• **What you are asked to do**: Select from the data all lines with the word "orders".

• **Supplied records**:
┄┄┄┄┄┄┄┄┄┄┄┄┄┄┄┄┄┄┄┄

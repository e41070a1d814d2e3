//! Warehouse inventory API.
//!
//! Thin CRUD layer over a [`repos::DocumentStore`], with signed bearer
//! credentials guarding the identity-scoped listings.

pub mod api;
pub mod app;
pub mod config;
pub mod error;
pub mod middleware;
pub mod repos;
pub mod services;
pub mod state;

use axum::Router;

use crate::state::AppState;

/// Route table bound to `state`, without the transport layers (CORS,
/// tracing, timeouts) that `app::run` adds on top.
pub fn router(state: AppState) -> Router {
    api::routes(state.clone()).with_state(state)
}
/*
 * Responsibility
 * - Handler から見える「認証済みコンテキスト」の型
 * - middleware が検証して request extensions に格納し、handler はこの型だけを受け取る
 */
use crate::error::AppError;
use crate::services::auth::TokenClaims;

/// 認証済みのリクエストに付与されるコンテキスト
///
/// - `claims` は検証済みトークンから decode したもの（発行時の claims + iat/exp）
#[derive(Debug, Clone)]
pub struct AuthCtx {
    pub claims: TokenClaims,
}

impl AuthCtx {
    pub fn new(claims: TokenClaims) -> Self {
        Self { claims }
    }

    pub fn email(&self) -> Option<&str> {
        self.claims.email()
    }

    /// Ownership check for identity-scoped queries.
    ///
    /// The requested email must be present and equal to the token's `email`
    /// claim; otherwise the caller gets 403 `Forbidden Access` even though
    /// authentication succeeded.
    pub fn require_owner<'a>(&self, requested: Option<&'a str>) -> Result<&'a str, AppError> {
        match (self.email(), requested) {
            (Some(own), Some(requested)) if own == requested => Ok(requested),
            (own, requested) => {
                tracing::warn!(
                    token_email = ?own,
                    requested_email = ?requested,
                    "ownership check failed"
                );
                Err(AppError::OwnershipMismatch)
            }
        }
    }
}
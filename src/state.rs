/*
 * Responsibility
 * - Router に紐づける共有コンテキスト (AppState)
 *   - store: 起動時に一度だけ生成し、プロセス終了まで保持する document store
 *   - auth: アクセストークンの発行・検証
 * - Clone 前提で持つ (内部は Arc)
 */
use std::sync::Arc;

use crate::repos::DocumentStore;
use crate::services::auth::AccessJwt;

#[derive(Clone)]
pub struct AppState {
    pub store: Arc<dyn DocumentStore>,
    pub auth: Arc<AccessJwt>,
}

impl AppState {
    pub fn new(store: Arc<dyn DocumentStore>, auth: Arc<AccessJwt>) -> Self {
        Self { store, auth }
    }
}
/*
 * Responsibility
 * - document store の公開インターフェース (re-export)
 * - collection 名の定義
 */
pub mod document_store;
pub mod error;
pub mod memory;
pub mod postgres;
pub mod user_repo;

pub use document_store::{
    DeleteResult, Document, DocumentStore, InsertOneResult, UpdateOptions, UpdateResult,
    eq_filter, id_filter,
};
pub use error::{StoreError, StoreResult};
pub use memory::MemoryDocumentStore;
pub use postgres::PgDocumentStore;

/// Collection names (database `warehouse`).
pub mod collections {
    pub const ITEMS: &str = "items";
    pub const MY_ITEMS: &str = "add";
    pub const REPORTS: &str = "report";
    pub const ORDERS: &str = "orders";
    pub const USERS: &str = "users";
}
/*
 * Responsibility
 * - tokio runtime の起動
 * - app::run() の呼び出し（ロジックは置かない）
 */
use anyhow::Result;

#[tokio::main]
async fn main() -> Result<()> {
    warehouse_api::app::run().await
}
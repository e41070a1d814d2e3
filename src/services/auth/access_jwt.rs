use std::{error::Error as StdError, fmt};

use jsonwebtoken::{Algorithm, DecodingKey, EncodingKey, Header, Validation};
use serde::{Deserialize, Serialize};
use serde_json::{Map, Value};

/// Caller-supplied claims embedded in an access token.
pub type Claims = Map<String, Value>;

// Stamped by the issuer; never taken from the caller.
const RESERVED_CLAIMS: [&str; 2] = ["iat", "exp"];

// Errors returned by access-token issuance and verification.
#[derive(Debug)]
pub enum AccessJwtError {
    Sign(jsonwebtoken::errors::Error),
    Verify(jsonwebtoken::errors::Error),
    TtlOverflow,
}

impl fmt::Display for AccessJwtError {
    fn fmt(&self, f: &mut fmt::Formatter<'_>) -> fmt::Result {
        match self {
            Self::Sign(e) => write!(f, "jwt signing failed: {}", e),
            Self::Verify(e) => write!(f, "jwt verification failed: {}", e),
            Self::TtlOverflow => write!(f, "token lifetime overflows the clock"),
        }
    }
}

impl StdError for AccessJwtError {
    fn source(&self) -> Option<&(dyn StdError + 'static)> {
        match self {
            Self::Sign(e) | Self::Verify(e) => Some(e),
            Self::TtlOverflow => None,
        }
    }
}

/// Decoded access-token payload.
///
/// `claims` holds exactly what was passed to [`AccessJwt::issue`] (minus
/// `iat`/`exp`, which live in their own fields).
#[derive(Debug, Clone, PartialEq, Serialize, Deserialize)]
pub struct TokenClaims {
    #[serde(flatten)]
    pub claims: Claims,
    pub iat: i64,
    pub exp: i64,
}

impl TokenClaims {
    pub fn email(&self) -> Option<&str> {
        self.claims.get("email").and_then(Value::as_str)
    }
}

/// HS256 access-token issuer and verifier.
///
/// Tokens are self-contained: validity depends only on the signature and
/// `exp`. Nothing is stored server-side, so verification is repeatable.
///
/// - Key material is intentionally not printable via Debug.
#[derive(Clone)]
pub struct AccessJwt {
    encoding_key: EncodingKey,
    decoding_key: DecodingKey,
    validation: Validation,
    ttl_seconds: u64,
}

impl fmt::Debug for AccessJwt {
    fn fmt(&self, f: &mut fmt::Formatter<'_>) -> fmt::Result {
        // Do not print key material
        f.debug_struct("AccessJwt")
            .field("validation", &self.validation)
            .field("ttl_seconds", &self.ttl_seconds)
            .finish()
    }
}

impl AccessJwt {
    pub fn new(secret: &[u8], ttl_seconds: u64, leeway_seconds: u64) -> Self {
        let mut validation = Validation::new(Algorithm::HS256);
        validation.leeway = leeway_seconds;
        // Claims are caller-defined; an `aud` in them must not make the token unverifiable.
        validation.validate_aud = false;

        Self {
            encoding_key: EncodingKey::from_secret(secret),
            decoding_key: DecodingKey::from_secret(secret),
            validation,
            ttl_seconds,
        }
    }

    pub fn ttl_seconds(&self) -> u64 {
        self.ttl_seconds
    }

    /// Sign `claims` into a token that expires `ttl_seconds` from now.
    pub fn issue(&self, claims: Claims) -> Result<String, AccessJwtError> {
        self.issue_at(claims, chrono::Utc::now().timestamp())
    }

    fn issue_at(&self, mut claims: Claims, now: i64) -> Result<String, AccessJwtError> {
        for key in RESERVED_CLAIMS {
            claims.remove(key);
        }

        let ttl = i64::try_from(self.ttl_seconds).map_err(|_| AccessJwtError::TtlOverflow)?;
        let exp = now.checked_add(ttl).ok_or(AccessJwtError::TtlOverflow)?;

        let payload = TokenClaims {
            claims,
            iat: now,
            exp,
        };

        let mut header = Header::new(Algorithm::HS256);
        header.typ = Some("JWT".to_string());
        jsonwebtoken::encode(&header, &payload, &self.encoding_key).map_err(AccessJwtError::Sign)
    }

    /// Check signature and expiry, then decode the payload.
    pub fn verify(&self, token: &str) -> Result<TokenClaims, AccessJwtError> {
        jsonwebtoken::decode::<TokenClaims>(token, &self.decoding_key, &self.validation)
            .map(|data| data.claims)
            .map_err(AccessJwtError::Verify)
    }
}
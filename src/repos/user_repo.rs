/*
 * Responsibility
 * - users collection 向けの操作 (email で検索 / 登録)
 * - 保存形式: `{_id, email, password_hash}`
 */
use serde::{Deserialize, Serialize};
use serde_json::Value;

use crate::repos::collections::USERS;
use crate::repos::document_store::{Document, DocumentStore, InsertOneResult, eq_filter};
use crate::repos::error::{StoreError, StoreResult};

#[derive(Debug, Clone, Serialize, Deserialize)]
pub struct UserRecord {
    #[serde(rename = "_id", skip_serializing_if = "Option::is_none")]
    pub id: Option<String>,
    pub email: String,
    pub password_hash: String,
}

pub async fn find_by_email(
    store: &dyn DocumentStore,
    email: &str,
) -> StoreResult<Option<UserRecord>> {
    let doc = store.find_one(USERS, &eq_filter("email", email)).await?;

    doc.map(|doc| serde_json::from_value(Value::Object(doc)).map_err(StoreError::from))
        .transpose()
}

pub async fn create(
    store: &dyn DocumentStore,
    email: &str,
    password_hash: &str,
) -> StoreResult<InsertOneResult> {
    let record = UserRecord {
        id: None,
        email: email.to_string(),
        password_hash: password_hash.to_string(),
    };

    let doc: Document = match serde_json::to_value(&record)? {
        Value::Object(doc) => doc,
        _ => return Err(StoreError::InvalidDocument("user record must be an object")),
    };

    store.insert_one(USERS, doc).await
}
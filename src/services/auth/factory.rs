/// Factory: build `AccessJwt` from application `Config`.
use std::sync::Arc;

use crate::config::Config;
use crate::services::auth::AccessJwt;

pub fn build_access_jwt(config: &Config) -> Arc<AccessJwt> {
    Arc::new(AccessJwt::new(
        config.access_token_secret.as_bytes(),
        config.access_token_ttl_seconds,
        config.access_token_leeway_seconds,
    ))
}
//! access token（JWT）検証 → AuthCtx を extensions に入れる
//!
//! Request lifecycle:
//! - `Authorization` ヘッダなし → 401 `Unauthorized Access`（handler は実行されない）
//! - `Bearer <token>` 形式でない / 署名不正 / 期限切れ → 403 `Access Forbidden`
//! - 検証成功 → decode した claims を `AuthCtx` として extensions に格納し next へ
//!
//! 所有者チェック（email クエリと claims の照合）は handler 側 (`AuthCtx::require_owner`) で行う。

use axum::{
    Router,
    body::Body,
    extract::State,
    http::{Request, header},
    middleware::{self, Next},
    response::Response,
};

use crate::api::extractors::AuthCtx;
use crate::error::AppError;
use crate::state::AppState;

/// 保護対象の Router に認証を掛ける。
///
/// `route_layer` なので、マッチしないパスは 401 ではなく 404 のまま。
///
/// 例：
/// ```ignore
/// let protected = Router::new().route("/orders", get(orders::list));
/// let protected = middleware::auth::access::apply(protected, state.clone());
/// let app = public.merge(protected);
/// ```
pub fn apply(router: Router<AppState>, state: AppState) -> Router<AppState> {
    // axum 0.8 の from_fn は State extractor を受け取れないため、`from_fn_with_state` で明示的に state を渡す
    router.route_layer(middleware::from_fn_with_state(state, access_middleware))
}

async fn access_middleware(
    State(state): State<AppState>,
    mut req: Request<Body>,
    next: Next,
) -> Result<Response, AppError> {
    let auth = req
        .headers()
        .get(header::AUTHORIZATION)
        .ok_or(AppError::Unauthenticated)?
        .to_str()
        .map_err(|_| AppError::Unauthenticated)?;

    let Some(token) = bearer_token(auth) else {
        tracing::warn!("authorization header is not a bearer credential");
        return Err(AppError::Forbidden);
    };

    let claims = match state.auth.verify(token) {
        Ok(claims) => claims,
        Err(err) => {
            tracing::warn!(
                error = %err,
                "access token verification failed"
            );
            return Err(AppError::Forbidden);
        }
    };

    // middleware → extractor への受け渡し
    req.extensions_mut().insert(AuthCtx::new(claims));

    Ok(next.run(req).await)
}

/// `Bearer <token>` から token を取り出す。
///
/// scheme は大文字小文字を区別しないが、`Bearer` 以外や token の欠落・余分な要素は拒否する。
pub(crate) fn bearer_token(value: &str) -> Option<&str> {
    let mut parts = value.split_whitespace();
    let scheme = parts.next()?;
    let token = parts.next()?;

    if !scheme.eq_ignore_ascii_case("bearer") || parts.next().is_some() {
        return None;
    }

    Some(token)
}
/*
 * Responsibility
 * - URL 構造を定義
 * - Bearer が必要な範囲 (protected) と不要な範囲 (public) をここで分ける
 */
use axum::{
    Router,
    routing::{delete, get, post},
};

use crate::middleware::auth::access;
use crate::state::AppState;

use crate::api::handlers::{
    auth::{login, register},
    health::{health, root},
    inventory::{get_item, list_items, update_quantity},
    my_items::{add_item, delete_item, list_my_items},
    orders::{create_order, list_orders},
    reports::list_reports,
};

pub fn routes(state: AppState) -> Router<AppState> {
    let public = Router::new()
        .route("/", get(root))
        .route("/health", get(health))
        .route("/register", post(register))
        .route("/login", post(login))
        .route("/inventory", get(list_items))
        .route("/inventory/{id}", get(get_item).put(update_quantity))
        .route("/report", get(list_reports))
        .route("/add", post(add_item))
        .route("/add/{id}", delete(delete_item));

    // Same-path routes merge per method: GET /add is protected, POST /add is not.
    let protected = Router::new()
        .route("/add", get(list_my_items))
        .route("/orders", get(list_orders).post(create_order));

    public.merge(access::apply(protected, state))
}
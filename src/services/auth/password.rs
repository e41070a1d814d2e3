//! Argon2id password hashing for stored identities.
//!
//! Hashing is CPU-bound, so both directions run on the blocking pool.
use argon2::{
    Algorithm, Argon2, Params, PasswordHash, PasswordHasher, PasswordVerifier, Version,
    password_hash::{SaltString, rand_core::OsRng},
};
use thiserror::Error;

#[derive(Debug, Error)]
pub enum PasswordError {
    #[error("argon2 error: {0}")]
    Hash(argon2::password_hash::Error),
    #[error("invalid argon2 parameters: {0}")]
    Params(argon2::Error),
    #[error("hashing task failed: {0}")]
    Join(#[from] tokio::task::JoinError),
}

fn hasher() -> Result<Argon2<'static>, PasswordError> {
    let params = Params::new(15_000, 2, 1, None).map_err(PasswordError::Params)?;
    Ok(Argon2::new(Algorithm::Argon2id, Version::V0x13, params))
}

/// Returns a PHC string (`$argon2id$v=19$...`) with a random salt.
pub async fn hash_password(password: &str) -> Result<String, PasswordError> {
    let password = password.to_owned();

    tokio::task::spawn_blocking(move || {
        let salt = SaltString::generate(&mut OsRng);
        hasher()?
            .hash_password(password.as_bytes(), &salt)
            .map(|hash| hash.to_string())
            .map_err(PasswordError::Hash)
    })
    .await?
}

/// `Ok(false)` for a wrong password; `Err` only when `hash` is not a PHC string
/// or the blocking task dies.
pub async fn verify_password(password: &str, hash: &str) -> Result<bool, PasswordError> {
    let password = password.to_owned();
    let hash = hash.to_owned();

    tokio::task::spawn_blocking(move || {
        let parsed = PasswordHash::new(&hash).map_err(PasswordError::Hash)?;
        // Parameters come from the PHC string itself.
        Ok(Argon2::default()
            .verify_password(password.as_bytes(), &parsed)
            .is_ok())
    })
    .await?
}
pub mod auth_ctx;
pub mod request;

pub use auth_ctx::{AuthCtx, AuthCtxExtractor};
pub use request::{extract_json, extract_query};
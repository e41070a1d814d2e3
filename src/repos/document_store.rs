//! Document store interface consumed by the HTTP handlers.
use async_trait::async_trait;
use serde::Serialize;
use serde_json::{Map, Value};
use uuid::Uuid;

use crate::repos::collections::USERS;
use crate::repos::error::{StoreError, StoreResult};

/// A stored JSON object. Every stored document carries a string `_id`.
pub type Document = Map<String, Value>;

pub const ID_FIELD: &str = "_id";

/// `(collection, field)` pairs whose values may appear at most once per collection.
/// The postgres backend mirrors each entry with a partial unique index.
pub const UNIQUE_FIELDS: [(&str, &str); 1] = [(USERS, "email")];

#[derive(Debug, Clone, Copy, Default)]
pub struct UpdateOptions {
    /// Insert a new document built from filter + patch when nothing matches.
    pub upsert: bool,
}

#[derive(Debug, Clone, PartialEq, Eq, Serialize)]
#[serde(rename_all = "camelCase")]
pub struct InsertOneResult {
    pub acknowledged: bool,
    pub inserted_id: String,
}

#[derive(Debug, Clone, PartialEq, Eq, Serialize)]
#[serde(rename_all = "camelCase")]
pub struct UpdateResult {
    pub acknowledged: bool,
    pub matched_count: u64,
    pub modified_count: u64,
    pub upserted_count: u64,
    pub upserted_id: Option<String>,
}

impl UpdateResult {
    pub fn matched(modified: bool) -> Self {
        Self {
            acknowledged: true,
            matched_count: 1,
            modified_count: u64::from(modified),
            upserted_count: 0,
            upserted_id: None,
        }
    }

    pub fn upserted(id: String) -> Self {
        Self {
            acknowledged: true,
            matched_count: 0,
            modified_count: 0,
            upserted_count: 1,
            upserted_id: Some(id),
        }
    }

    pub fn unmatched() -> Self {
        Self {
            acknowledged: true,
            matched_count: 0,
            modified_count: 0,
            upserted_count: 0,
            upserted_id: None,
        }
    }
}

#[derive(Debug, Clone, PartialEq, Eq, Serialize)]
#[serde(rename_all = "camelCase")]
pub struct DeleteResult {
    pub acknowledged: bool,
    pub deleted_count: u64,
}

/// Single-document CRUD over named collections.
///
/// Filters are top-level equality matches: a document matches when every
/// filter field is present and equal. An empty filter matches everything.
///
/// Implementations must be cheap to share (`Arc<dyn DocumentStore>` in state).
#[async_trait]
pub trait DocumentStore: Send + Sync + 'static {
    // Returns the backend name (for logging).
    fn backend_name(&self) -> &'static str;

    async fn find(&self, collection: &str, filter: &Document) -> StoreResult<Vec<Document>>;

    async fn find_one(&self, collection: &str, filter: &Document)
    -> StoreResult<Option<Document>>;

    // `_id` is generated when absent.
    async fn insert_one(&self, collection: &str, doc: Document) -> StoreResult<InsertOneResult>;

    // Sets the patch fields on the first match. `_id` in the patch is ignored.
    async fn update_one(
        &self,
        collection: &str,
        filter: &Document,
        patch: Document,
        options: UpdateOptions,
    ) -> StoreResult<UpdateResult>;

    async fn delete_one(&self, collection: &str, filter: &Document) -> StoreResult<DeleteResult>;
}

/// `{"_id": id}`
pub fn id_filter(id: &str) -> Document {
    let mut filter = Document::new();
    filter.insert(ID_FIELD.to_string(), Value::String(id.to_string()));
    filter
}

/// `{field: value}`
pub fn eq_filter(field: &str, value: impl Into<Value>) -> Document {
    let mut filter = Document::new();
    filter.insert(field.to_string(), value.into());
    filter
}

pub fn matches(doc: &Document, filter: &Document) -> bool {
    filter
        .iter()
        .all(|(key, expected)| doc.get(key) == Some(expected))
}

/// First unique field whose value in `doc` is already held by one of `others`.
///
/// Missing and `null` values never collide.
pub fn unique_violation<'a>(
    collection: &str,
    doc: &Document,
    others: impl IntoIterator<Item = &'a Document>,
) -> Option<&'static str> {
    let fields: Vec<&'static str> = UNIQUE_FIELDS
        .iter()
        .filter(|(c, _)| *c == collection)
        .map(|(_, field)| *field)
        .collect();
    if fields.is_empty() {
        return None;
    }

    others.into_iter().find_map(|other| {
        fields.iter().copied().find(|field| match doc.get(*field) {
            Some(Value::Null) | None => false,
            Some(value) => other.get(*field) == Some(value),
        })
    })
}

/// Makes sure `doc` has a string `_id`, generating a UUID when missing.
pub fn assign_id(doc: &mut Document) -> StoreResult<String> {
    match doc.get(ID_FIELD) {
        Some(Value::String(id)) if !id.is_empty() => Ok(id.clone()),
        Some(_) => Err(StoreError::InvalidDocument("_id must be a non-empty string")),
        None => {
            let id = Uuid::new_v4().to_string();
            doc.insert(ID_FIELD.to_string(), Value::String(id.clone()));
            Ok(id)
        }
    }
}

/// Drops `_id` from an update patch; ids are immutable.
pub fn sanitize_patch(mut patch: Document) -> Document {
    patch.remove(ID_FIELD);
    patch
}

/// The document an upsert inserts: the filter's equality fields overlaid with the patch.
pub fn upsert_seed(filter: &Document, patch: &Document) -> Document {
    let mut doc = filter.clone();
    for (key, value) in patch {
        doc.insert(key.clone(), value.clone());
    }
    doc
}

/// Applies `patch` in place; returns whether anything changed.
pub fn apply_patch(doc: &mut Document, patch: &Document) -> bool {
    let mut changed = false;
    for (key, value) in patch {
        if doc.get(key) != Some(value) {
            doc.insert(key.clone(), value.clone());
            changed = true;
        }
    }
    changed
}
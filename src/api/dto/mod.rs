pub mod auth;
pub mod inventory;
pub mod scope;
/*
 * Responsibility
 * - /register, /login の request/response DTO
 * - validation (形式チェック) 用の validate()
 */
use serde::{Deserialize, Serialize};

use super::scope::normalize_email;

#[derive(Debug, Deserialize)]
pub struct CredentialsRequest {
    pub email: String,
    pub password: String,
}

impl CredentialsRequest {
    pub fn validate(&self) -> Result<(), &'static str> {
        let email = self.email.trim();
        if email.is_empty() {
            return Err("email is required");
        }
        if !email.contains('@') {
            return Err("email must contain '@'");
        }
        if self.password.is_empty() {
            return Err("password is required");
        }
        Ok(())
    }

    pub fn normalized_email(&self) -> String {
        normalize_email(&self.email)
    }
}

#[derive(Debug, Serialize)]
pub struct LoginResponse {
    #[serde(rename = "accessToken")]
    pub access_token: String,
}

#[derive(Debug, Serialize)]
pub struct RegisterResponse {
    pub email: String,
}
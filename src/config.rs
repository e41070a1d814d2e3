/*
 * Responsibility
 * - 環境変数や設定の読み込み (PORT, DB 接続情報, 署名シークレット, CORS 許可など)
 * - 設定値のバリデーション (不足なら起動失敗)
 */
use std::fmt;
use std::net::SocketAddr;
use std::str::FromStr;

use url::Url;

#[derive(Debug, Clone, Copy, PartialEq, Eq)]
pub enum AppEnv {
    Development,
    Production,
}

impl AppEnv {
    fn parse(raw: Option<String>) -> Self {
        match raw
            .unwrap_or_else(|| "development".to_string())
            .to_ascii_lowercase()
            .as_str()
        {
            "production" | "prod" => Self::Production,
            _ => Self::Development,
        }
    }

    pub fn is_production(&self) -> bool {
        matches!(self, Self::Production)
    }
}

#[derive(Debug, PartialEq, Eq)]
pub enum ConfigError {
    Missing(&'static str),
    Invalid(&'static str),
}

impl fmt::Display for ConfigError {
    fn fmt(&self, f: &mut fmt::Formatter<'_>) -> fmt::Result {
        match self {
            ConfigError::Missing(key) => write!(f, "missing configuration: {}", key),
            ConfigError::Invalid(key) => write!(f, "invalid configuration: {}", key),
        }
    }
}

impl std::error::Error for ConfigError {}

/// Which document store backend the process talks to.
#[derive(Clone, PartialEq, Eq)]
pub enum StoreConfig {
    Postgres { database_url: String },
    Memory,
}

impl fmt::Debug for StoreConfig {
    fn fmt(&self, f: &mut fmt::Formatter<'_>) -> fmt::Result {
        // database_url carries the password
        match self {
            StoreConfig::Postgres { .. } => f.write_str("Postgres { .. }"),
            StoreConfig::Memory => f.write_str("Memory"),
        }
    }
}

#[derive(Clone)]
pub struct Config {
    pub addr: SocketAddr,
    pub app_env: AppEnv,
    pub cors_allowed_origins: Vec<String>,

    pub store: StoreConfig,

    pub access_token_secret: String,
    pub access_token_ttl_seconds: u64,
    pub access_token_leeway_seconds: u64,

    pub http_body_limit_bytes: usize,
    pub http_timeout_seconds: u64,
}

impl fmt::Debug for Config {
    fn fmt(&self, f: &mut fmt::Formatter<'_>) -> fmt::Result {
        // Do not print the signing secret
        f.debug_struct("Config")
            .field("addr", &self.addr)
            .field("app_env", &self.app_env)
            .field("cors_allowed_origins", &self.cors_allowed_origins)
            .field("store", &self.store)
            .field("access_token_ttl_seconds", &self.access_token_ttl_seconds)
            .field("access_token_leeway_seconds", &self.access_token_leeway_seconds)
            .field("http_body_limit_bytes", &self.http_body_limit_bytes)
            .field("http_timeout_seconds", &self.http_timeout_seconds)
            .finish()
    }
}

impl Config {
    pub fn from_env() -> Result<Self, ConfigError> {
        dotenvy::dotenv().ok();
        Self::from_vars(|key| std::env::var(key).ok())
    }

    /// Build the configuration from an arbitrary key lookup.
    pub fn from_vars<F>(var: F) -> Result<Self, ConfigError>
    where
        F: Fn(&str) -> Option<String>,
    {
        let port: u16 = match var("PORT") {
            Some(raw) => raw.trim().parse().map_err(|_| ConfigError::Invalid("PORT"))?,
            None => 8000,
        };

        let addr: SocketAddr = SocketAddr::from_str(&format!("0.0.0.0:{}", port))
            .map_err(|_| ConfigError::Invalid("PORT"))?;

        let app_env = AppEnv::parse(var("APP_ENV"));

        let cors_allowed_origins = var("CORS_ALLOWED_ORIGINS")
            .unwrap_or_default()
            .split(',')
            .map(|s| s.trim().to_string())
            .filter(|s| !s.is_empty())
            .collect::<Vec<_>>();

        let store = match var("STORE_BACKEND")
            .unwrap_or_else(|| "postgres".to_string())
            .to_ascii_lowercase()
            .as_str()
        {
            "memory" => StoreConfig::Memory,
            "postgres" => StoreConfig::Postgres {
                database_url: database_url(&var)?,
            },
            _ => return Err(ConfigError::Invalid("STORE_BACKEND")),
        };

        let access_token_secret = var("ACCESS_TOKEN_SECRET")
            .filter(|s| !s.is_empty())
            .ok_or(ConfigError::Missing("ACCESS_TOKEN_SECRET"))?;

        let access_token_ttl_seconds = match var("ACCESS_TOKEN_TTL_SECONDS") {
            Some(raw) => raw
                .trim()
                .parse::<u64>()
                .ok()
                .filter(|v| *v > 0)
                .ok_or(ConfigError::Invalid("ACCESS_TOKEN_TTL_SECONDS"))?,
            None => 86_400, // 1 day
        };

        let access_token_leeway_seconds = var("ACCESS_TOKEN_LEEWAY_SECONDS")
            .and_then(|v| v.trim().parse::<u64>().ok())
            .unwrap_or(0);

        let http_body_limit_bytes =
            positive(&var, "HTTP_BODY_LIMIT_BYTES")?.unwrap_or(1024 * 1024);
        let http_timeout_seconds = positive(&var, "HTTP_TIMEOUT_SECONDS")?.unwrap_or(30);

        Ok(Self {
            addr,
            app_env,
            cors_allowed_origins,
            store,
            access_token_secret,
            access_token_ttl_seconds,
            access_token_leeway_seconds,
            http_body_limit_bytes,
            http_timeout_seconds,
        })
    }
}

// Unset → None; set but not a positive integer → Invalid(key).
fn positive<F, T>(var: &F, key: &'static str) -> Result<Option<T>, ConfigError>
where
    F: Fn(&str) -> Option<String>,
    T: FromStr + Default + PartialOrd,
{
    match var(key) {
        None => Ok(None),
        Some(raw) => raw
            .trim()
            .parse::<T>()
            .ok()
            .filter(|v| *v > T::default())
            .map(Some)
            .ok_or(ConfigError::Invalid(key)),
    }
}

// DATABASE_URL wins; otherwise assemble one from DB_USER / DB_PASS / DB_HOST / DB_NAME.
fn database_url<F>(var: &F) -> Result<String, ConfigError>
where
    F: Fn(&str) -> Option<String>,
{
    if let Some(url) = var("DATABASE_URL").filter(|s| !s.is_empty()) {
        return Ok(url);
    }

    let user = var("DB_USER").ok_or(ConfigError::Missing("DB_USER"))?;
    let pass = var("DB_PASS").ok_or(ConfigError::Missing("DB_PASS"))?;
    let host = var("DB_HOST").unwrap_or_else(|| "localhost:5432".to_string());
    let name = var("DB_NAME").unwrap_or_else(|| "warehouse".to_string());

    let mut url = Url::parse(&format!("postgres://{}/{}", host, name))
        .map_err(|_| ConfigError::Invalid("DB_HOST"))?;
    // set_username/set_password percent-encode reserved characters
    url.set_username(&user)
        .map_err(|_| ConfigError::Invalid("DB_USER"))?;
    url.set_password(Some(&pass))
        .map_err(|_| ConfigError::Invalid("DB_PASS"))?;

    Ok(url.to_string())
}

┄┄┄┄┄┄┄┄┄┄┄┄┄┄┄┄┄┄┄┄

• **Result of this exercise**:
    pub const ORDERS: &str = "orders";
/// let protected = Router::new().route("/orders", get(orders::list));
    orders::{create_order, list_orders},
        .route("/orders", get(list_orders).post(create_order));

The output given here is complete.